Maybe even more important than the sound theoretical underpinnings, SHAP has a good Python interface with great plots built in. It plugs in to standard scikit-learn type predictors (or really anything you want) with little hassle. It is especially good for tree ensemble models (random forest, gradient boosting). For these models, there are effective ways of calculating Shapley values without running into combinatorial explosion, and therefore even very big datasets can be visualized in terms of each data point’s Shapley value if a tree ensemble has been used.
(1b) Shapley for deep learning: Integrated gradients
For deep learning models, there is an interface for Keras that allows for calculating Shapley score-like quantities using “integrated gradients” (see paper “Axiomatic Attribution for Deep Networks“), which is basically a way to calculate gradients in a way that does not violate one of the conditions (“sensitivity”) of feature attribution. This is done by aggregating gradients over a straight-line path between the point to explain and a reference points.
(2) Counterfactual explanations
A paper from last year, “Counterfactual Explanations Without Opening the Black Box: Automated Decisions and the GDPR“, comes at the problem from a slightly different angle which reflects that it was written by a data ethicist, a computer scientist, and a lawyer. It discusses under what conditions an explanation of a prediction is required by GDPR and when it is actually meaningful to the affected person. They arrive at the conclusion that the most useful way to explain a prediction is a counterfactual that changes the input variables as little as possible while ending up with a different prediction.

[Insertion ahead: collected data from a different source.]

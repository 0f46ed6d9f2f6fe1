//! The run loop hosting the active plugin.

use crate::config::Config;
use crate::context::Context;
use crate::error::{Error, Result};
use crate::factory::Factory;
use crate::input::{Event, MouseButton, MouseButtonAction};
use crate::overlay::{Overlay, OverlayFrame, OverlayView, Response, TitleOverlay};
use crate::plugin::{PluginRegistry, RenderPlugin};
use crate::surface::Surface;
use glam::Vec2;
use std::collections::BTreeSet;
use std::{mem, path};

/// Outcome of one iteration of the run loop.
#[derive(Clone, Copy, Debug, Eq, PartialEq)]
pub enum Frame {
    Continue,
    Quit,
}

struct Active {
    name: String,
    plugin: Box<dyn RenderPlugin>,
}

/// Path of the screenshot for `frame`: `<parent>/<stem>_<frame:05>.png`.
pub fn screenshot_path(base: &path::Path, frame: u64) -> path::PathBuf {
    let stem = base
        .file_stem()
        .map(|stem| stem.to_string_lossy().into_owned())
        .unwrap_or_else(|| "screenshot".to_owned());
    let name = format!("{}_{:05}.png", stem, frame);
    match base.parent() {
        Some(parent) if !parent.as_os_str().is_empty() => parent.join(name),
        _ => path::PathBuf::from(name),
    }
}

/// Owns the window, the registry and the active plugin.
pub struct Core<S: Surface> {
    ctx: Context,
    registry: PluginRegistry,
    overlay: Box<dyn Overlay>,
    active: Option<Active>,
    initial: Option<String>,
    screenshots: BTreeSet<u64>,
    screenshot_base: path::PathBuf,
    auto_quit: bool,
    pending_switch: Option<String>,
    events: Vec<Event>,

    // Dropped last: the overlay and plugins release GL objects on drop.
    surface: S,
}

impl<S: Surface> Core<S> {
    /// Constructor. The surface's GL context must be current.
    pub fn new(surface: S, registry: PluginRegistry, config: &Config) -> Self {
        let factory = Factory::new(|symbol| surface.proc_address(symbol));
        let (width, height) = surface.size();
        let ctx = Context::new(factory, width, height, config.resources.clone());
        Core {
            ctx,
            registry,
            overlay: Box::new(TitleOverlay::default()),
            active: None,
            initial: config.plugin.clone(),
            screenshots: config.screenshot.iter().copied().collect(),
            screenshot_base: config.filename.clone(),
            auto_quit: config.quit,
            pending_switch: None,
            events: Vec::new(),
            surface,
        }
    }

    /// Replaces the default [`TitleOverlay`].
    pub fn with_overlay<O: Overlay + 'static>(mut self, overlay: O) -> Self {
        self.overlay = Box::new(overlay);
        self
    }

    pub fn surface(&self) -> &S {
        &self.surface
    }

    pub fn surface_mut(&mut self) -> &mut S {
        &mut self.surface
    }

    pub fn context(&self) -> &Context {
        &self.ctx
    }

    pub fn registry(&self) -> &PluginRegistry {
        &self.registry
    }

    /// Name of the active plugin.
    pub fn active_plugin(&self) -> Option<&str> {
        self.active.as_ref().map(|active| active.name.as_str())
    }

    /// Activates the configured plugin, or the first one listed.
    pub fn start(&mut self) -> Result<()> {
        let name = match self.initial.clone() {
            Some(name) => name,
            None => self
                .registry
                .all()
                .first()
                .map(|descriptor| descriptor.name().to_owned())
                .ok_or(Error::NoPlugins)?,
        };
        self.switch_plugin(&name)
    }

    /// Runs frames until the window closes or the screenshot script ends.
    pub fn run(&mut self) -> Result<()> {
        self.start()?;
        while self.run_frame()? == Frame::Continue {}
        info!("shutting down after {} frames", self.ctx.frame());
        self.shutdown();
        Ok(())
    }

    /// Drops the active plugin and deletes its GPU objects.
    pub fn shutdown(&mut self) {
        self.active = None;
        self.ctx.clear_camera();
        self.ctx.factory().collect();
    }

    /// Replaces the active plugin.
    ///
    /// An unknown name leaves the current plugin running.
    pub fn switch_plugin(&mut self, name: &str) -> Result<()> {
        let path = self.registry.lookup(name)?.path().to_owned();
        if let Some(old) = self.active.take() {
            info!("deactivating plugin {}", old.name);
        }
        self.ctx.clear_camera();
        self.ctx.factory().collect();
        self.ctx.select_plugin(&path);
        self.ctx.reset_cursor_delta();
        let (width, height) = self.surface.size();
        self.ctx.set_size(width, height);

        info!("activating plugin {}", name);
        let mut plugin = self.registry.create(name, &mut self.ctx)?;
        plugin.resize(&mut self.ctx, width, height)?;
        self.active = Some(Active { name: name.to_owned(), plugin });
        Ok(())
    }

    /// One iteration of the run loop: input, render, capture, present.
    pub fn run_frame(&mut self) -> Result<Frame> {
        let mut events = mem::take(&mut self.events);
        events.clear();
        self.surface.poll_events(&mut events);
        let mut close = false;
        for event in &events {
            if *event == Event::CloseRequested {
                close = true;
                continue;
            }
            self.dispatch(event)?;
        }
        self.events = events;
        if close {
            info!("close requested at frame {}", self.ctx.frame());
            return Ok(Frame::Quit);
        }

        if let Some(name) = self.pending_switch.take() {
            self.switch_plugin(&name)?;
        }

        if let Some(active) = self.active.as_mut() {
            active.plugin.render(&mut self.ctx)?;
        }
        self.ctx.factory().restore_default_state();

        let frame = self.ctx.frame();
        if self.screenshots.contains(&frame) {
            self.screenshot(frame)?;
        }

        let plugins = self.registry.all();
        let camera_dolly = self.ctx.camera().map(|camera| camera.borrow().dolly());
        let (active, plugin) = match self.active.as_mut() {
            Some(active) => (Some(active.name.as_str()), Some(active.plugin.as_mut() as &mut dyn RenderPlugin)),
            None => (None, None),
        };
        let view = OverlayView { plugins: &plugins, active, camera_dolly, frame };
        let response = self.overlay.draw(OverlayFrame {
            surface: &mut self.surface,
            view,
            ctx: &mut self.ctx,
            plugin,
        })?;
        self.apply(response);
        self.ctx.factory().restore_default_state();
        self.surface.swap_buffers()?;

        self.ctx.advance_frame();
        if self.auto_quit && self.screenshots.range(self.ctx.frame()..).next().is_none() {
            info!("screenshot script finished");
            return Ok(Frame::Quit);
        }
        Ok(Frame::Continue)
    }

    fn screenshot(&mut self, frame: u64) -> Result<()> {
        let (width, height) = self.surface.size();
        if width == 0 || height == 0 {
            warn!("skipping screenshot of frame {}: window is {}x{}", frame, width, height);
            return Ok(());
        }
        let path = screenshot_path(&self.screenshot_base, frame);
        let pixels = self.surface.capture(self.ctx.factory())?;
        pixels.save_png(&path)?;
        info!("saved screenshot {}", path.display());
        Ok(())
    }

    fn dispatch(&mut self, event: &Event) -> Result<()> {
        let drag_from = self.ctx.cursor();
        match *event {
            Event::Key { mods, .. } => self.ctx.set_mods(mods),
            Event::MouseButton { button, action, mods } => {
                self.ctx.set_mods(mods);
                self.ctx.set_button(button, action == MouseButtonAction::Press);
            }
            Event::CursorMoved { x, y } => self.ctx.move_cursor(x, y),
            Event::Resized { width, height } => self.ctx.set_size(width, height),
            Event::CloseRequested => {}
        }

        let plugins = self.registry.all();
        let view = OverlayView {
            plugins: &plugins,
            active: self.active.as_ref().map(|active| active.name.as_str()),
            camera_dolly: self.ctx.camera().map(|camera| camera.borrow().dolly()),
            frame: self.ctx.frame(),
        };
        let response = self.overlay.handle_event(event, &view);
        if response != Response::Ignored {
            self.apply(response);
            return Ok(());
        }

        if let Event::CursorMoved { .. } = *event {
            self.drag_camera(drag_from);
        }

        let Some(active) = self.active.as_mut() else {
            return Ok(());
        };
        let ctx = &mut self.ctx;
        match *event {
            Event::Key { key, action, mods } => active.plugin.keyboard(ctx, key, action, mods),
            Event::MouseButton { button, action, mods } => active.plugin.mouse_button(ctx, button, action, mods),
            Event::CursorMoved { x, y } => active.plugin.mouse_move(ctx, x, y),
            Event::Resized { width, height } => active.plugin.resize(ctx, width, height),
            Event::CloseRequested => Ok(()),
        }
    }

    fn apply(&mut self, response: Response) {
        match response {
            Response::Ignored | Response::Consumed => {}
            Response::SwitchPlugin(name) => self.pending_switch = Some(name),
            Response::ResetCamera => {
                if let Some(camera) = self.ctx.camera() {
                    camera.borrow_mut().reset();
                }
            }
        }
    }

    /// Unmodified drags steer the registered camera: left rotates, right
    /// dollies and middle pans.
    fn drag_camera(&mut self, from: (f64, f64)) {
        if !self.ctx.mods().is_empty() {
            return;
        }
        let Some(camera) = self.ctx.camera() else {
            return;
        };
        let from = self.to_ndc(from);
        let to = self.to_ndc(self.ctx.cursor());
        let mut camera = camera.borrow_mut();
        if self.ctx.is_mouse_button_pressed(MouseButton::Left) {
            camera.rotate(from, to);
        } else if self.ctx.is_mouse_button_pressed(MouseButton::Right) {
            let scale = camera.dolly();
            camera.dolly_by((from.y - to.y) * scale);
        } else if self.ctx.is_mouse_button_pressed(MouseButton::Middle) {
            let delta = (to - from) * camera.dolly() * 0.5;
            camera.pan_by(delta.x, delta.y);
        }
    }

    fn to_ndc(&self, (x, y): (f64, f64)) -> Vec2 {
        let (width, height) = self.ctx.size();
        let width = width.max(1) as f32;
        let height = height.max(1) as f32;
        Vec2::new(2.0 * x as f32 / width - 1.0, 1.0 - 2.0 * y as f32 / height)
    }
}
//! Fixed-function pipeline state.

use crate::gl;

/// Specifies the polygon rasterization method.
#[derive(Clone, Copy, Debug, Default, PartialEq)]
pub enum PolygonMode {
    /// Vertices are drawn as points of the given size.
    Point(f32),

    /// Boundary edges are drawn as lines of the given width.
    Line(f32),

    /// The interior of the polygon is filled.
    #[default]
    Fill,
}

impl PolygonMode {
    pub(crate) fn as_gl_enum(self) -> u32 {
        match self {
            PolygonMode::Point(_) => gl::POINT,
            PolygonMode::Line(_) => gl::LINE,
            PolygonMode::Fill => gl::FILL,
        }
    }
}

/// Specifies depth buffer testing.
#[derive(Clone, Copy, Debug, Default, Eq, Hash, PartialEq)]
pub enum DepthTest {
    /// Depth testing is disabled.
    Off,

    /// Passes if the incoming depth value is less than the stored one.
    #[default]
    LessThan,

    /// Passes if the incoming depth value is less than or equal to the
    /// stored one.
    LessEqual,

    /// Depth test always passes.
    Always,
}

impl DepthTest {
    pub(crate) fn as_gl_enum_if_enabled(self) -> Option<u32> {
        match self {
            DepthTest::Off => None,
            DepthTest::LessThan => Some(gl::LESS),
            DepthTest::LessEqual => Some(gl::LEQUAL),
            DepthTest::Always => Some(gl::ALWAYS),
        }
    }
}

/// Specifies the winding order of front facing triangles.
#[derive(Clone, Copy, Debug, Default, Eq, Hash, PartialEq)]
pub enum FrontFace {
    /// Front-facing triangles are clockwise wound.
    Clockwise,

    /// Front-facing triangles are counter-clockwise wound.
    #[default]
    CounterClockwise,
}

impl FrontFace {
    pub(crate) fn as_gl_enum(self) -> u32 {
        match self {
            FrontFace::Clockwise => gl::CW,
            FrontFace::CounterClockwise => gl::CCW,
        }
    }
}

/// Hardware culling mode.
#[derive(Clone, Copy, Debug, Default, Eq, Hash, PartialEq)]
pub enum Culling {
    /// Disable culling.
    #[default]
    None,

    /// Cull the front-facing triangles.
    Front,

    /// Cull the back-facing triangles.
    Back,
}

impl Culling {
    pub(crate) fn as_gl_enum_if_enabled(self) -> Option<u32> {
        match self {
            Culling::None => None,
            Culling::Front => Some(gl::FRONT),
            Culling::Back => Some(gl::BACK),
        }
    }
}

/// Viewport region to render to.
#[derive(Clone, Copy, Debug, Default, Eq, Hash, PartialEq)]
pub enum Viewport {
    /// The whole target framebuffer.
    #[default]
    Max,

    /// A sub-rectangle, origin bottom-left.
    Subset { x: u32, y: u32, w: u32, h: u32 },
}

/// Fixed-function state parameters.
#[derive(Clone, Copy, Debug, Default, PartialEq)]
pub struct State {
    /// Front face winding order.
    pub front_face: FrontFace,

    /// Hardware face culling mode.
    pub culling: Culling,

    /// Hardware depth testing mode.
    pub depth_test: DepthTest,

    /// Specifies the polygon rasterization method.
    pub polygon_mode: PolygonMode,

    /// Specifies region to render to.
    pub viewport: Viewport,
}

impl State {
    /// Same state with depth testing disabled, for screen-space passes.
    pub fn without_depth(self) -> Self {
        State { depth_test: DepthTest::Off, ..self }
    }
}
//! egui panel drawn over the active plugin.

use crate::error::{Error, Result};
use crate::input::{Event, Key, KeyAction, Mods, MouseButton, MouseButtonAction};
use crate::overlay::{self, Overlay, OverlayFrame, OverlayView, Response, TitleOverlay};
use crate::surface::Surface;
use egui_glow::{glow, Painter};
use std::mem;
use std::sync::Arc;

/// Hosts a floating egui window with the plugin selector, camera controls
/// and the active plugin's own widgets.
///
/// Input reaches egui first. Pointer events over the panel and key presses
/// while a text field has focus are consumed; the rest go on to the camera
/// and the plugin. The window title is kept up to date as with
/// [`TitleOverlay`], and its hotkeys keep working.
pub struct EguiOverlay {
    egui: egui::Context,
    title: TitleOverlay,
    painter: Option<Painter>,
    events: Vec<egui::Event>,
    pointer: egui::Pos2,
    modifiers: egui::Modifiers,
}

impl EguiOverlay {
    /// Constructor. The surface's GL context must be current.
    pub fn new(surface: &dyn Surface) -> Result<Self> {
        let gl = unsafe { glow::Context::from_loader_function(|symbol| surface.proc_address(symbol)) };
        let painter = Painter::new(Arc::new(gl), "", None, false)
            .map_err(|err| Error::Window(format!("egui painter: {}", err)))?;
        info!("egui overlay ready");
        let mut overlay = Self::headless();
        overlay.painter = Some(painter);
        Ok(overlay)
    }

    /// Lays out the panel and runs plugin widgets without painting anything.
    pub fn headless() -> Self {
        EguiOverlay {
            egui: egui::Context::default(),
            title: TitleOverlay::default(),
            painter: None,
            events: Vec::new(),
            pointer: egui::Pos2::ZERO,
            modifiers: egui::Modifiers::default(),
        }
    }

    /// Queues `event` for the next egui frame and reports whether egui
    /// claims it.
    fn feed(&mut self, event: &Event) -> bool {
        match *event {
            Event::Key { key, action, mods } => {
                self.modifiers = modifiers(mods);
                if let Some(key) = egui_key(key) {
                    self.events.push(egui::Event::Key {
                        key,
                        physical_key: None,
                        pressed: action != KeyAction::Release,
                        repeat: action == KeyAction::Repeat,
                        modifiers: self.modifiers,
                    });
                }
                self.egui.wants_keyboard_input()
            }
            Event::MouseButton { button, action, mods } => {
                self.modifiers = modifiers(mods);
                self.events.push(egui::Event::PointerButton {
                    pos: self.pointer,
                    button: pointer_button(button),
                    pressed: action == MouseButtonAction::Press,
                    modifiers: self.modifiers,
                });
                self.egui.wants_pointer_input()
            }
            Event::CursorMoved { x, y } => {
                self.pointer = egui::pos2(x as f32, y as f32);
                self.events.push(egui::Event::PointerMoved(self.pointer));
                self.egui.is_using_pointer()
            }
            Event::Resized { .. } | Event::CloseRequested => false,
        }
    }
}

impl Overlay for EguiOverlay {
    fn handle_event(&mut self, event: &Event, view: &OverlayView) -> Response {
        match overlay::hotkeys(event, view) {
            Response::Ignored if self.feed(event) => Response::Consumed,
            response => response,
        }
    }

    fn draw(&mut self, frame: OverlayFrame) -> Result<Response> {
        let OverlayFrame { surface, view, ctx, mut plugin } = frame;
        self.title.show(surface, &view);

        let (width, height) = surface.size();
        if width == 0 || height == 0 {
            self.events.clear();
            return Ok(Response::Ignored);
        }
        let input = egui::RawInput {
            screen_rect: Some(egui::Rect::from_min_size(
                egui::Pos2::ZERO,
                egui::vec2(width as f32, height as f32),
            )),
            modifiers: self.modifiers,
            events: mem::take(&mut self.events),
            ..Default::default()
        };

        let mut response = Response::Ignored;
        let mut outcome = Ok(());
        let output = self.egui.run(input, |gui| {
            egui::Window::new("OGL4Core2")
                .id(egui::Id::new("ogl4core-panel"))
                .default_pos([8.0, 8.0])
                .resizable(false)
                .show(gui, |ui| {
                    response = selector(ui, &view);
                    if let Some(plugin) = plugin.as_deref_mut() {
                        ui.separator();
                        outcome = plugin.gui(&mut *ctx, ui);
                    }
                });
        });
        outcome?;

        if let Some(painter) = self.painter.as_mut() {
            let primitives = self.egui.tessellate(output.shapes, output.pixels_per_point);
            painter.paint_and_update_textures(
                [width, height],
                output.pixels_per_point,
                &primitives,
                &output.textures_delta,
            );
        }
        Ok(response)
    }
}

impl Drop for EguiOverlay {
    fn drop(&mut self) {
        if let Some(mut painter) = self.painter.take() {
            painter.destroy();
        }
    }
}

/// Plugin combo box, frame counter and camera controls.
fn selector(ui: &mut egui::Ui, view: &OverlayView) -> Response {
    let mut response = Response::Ignored;
    let selected = view.active.unwrap_or("none");
    egui::ComboBox::from_label("Plugin")
        .selected_text(selected)
        .show_ui(ui, |ui| {
            for descriptor in view.plugins {
                let name = descriptor.name();
                let is_active = view.active == Some(name);
                if ui.selectable_label(is_active, name).clicked() && !is_active {
                    response = Response::SwitchPlugin(name.to_owned());
                }
            }
        });
    ui.label(format!("Frame {}", view.frame));
    if let Some(dolly) = view.camera_dolly {
        ui.horizontal(|ui| {
            ui.label(format!("Camera distance {:.2}", dolly));
            if ui.button("Reset camera").clicked() {
                response = Response::ResetCamera;
            }
        });
    }
    response
}

fn modifiers(mods: Mods) -> egui::Modifiers {
    egui::Modifiers {
        alt: mods.alt(),
        ctrl: mods.control(),
        shift: mods.shift(),
        mac_cmd: false,
        command: mods.control(),
    }
}

fn pointer_button(button: MouseButton) -> egui::PointerButton {
    match button {
        MouseButton::Left => egui::PointerButton::Primary,
        MouseButton::Right => egui::PointerButton::Secondary,
        MouseButton::Middle => egui::PointerButton::Middle,
    }
}

fn egui_key(key: Key) -> Option<egui::Key> {
    use egui::Key as E;
    let key = match key {
        Key::A => E::A,
        Key::B => E::B,
        Key::C => E::C,
        Key::D => E::D,
        Key::E => E::E,
        Key::F => E::F,
        Key::G => E::G,
        Key::H => E::H,
        Key::I => E::I,
        Key::J => E::J,
        Key::K => E::K,
        Key::L => E::L,
        Key::M => E::M,
        Key::N => E::N,
        Key::O => E::O,
        Key::P => E::P,
        Key::Q => E::Q,
        Key::R => E::R,
        Key::S => E::S,
        Key::T => E::T,
        Key::U => E::U,
        Key::V => E::V,
        Key::W => E::W,
        Key::X => E::X,
        Key::Y => E::Y,
        Key::Z => E::Z,
        Key::Key0 => E::Num0,
        Key::Key1 => E::Num1,
        Key::Key2 => E::Num2,
        Key::Key3 => E::Num3,
        Key::Key4 => E::Num4,
        Key::Key5 => E::Num5,
        Key::Key6 => E::Num6,
        Key::Key7 => E::Num7,
        Key::Key8 => E::Num8,
        Key::Key9 => E::Num9,
        Key::F1 => E::F1,
        Key::F2 => E::F2,
        Key::F3 => E::F3,
        Key::F4 => E::F4,
        Key::F5 => E::F5,
        Key::F6 => E::F6,
        Key::F7 => E::F7,
        Key::F8 => E::F8,
        Key::F9 => E::F9,
        Key::F10 => E::F10,
        Key::F11 => E::F11,
        Key::F12 => E::F12,
        Key::Space => E::Space,
        Key::Tab => E::Tab,
        Key::Enter => E::Enter,
        Key::Escape => E::Escape,
        Key::Backspace => E::Backspace,
        Key::Left => E::ArrowLeft,
        Key::Right => E::ArrowRight,
        Key::Up => E::ArrowUp,
        Key::Down => E::ArrowDown,
        Key::PageUp => E::PageUp,
        Key::PageDown => E::PageDown,
        Key::Home => E::Home,
        Key::End => E::End,
        Key::Unknown => return None,
    };
    Some(key)
}

#[cfg(test)]
mod tests {
    use super::*;
    use crate::context::Context;
    use crate::factory::Factory;
    use crate::pixels::Pixels;
    use crate::plugin::{PluginRegistry, RenderPlugin};
    use std::{os, ptr};

    struct Screen;

    impl Surface for Screen {
        fn proc_address(&self, _symbol: &str) -> *const os::raw::c_void {
            ptr::null()
        }

        fn size(&self) -> (u32, u32) {
            (400, 300)
        }

        fn poll_events(&mut self, _events: &mut Vec<Event>) {}

        fn swap_buffers(&mut self) -> Result<()> {
            Ok(())
        }

        fn capture(&mut self, _factory: &Factory) -> Result<Pixels> {
            Ok(Pixels::filled(1, 1, [0; 4]))
        }

        fn set_title(&mut self, _title: &str) {}
    }

    struct Nothing;

    impl RenderPlugin for Nothing {
        fn render(&mut self, _ctx: &mut Context) -> Result<()> {
            Ok(())
        }

        fn resize(&mut self, _ctx: &mut Context, _width: u32, _height: u32) -> Result<()> {
            Ok(())
        }
    }

    fn registry() -> PluginRegistry {
        let mut registry = PluginRegistry::new();
        for (name, idx) in [("First", 1), ("Second", 2)] {
            registry
                .register(name, "Test", idx, |_| Ok(Box::new(Nothing) as Box<dyn RenderPlugin>))
                .unwrap();
        }
        registry
    }

    fn draw(overlay: &mut EguiOverlay, view: OverlayView, ctx: &mut Context) -> Response {
        let mut surface = Screen;
        let frame = OverlayFrame { surface: &mut surface, view, ctx, plugin: None };
        overlay.draw(frame).unwrap()
    }

    fn press(action: MouseButtonAction) -> Event {
        Event::MouseButton { button: MouseButton::Left, action, mods: Mods::empty() }
    }

    #[test]
    fn hotkeys_still_switch_plugins() {
        let registry = registry();
        let plugins = registry.all();
        let view = OverlayView { plugins: &plugins, active: Some("First"), camera_dolly: None, frame: 0 };
        let mut overlay = EguiOverlay::headless();

        let tab = Event::Key { key: Key::Tab, action: KeyAction::Press, mods: Mods::CONTROL };
        assert_eq!(overlay.handle_event(&tab, &view), Response::SwitchPlugin("Second".to_owned()));
        let plain = Event::Key { key: Key::W, action: KeyAction::Press, mods: Mods::empty() };
        assert_eq!(overlay.handle_event(&plain, &view), Response::Ignored);
    }

    #[test]
    fn clicks_on_the_panel_are_consumed() {
        let registry = registry();
        let plugins = registry.all();
        let view = OverlayView { plugins: &plugins, active: Some("First"), camera_dolly: Some(5.0), frame: 0 };
        let mut ctx = Context::headless(400, 300, "resources");
        let mut overlay = EguiOverlay::headless();

        overlay.handle_event(&Event::CursorMoved { x: 390.0, y: 290.0 }, &view);
        draw(&mut overlay, view, &mut ctx);
        draw(&mut overlay, view, &mut ctx);
        assert_eq!(overlay.handle_event(&press(MouseButtonAction::Press), &view), Response::Ignored);
        assert_eq!(overlay.handle_event(&press(MouseButtonAction::Release), &view), Response::Ignored);

        overlay.handle_event(&Event::CursorMoved { x: 20.0, y: 20.0 }, &view);
        draw(&mut overlay, view, &mut ctx);
        assert_eq!(overlay.handle_event(&press(MouseButtonAction::Press), &view), Response::Consumed);
    }

    #[test]
    fn input_translation() {
        assert_eq!(egui_key(Key::Key3), Some(egui::Key::Num3));
        assert_eq!(egui_key(Key::Up), Some(egui::Key::ArrowUp));
        assert_eq!(egui_key(Key::Unknown), None);
        assert_eq!(pointer_button(MouseButton::Right), egui::PointerButton::Secondary);

        let mods = modifiers(Mods::CONTROL | Mods::SHIFT);
        assert!(mods.ctrl && mods.command && mods.shift);
        assert!(!mods.alt);
    }
}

For example, if you are denied a loan by an automated algorithm, it might be sufficient to learn that you would have gotten the loan if your income had been 5% higher. This leads to a method where one looks for “the closest possible world” where the decision would have been different. I.e. one tries to find a point as close as possible to the data point under explanation where the algorithm would have chosen a different class.
The group that published LIME has extended their work after noticing that the LIME explanations can have unclear coverage, ie it is not clear whether a given explanation applies in a region where an unseen instance is located. They have written a new paper, “Anchors: High-Precision Model-Agnostic Explanations“, which deals with “anchors”, high-precision explanation rules that “anchor” a prediction locally so that changes to the rest of the feature’s values don’t matter. On instances where the anchor holds, the prediction is (almost) always the same. (The degree to which it has to hold can be controlled with a parameter.). This tends to yield compact rules that are also easily understood by users. There is a Python interface for anchors.
I’d be happy to hear about other interesting explanation methods that I’ve missed!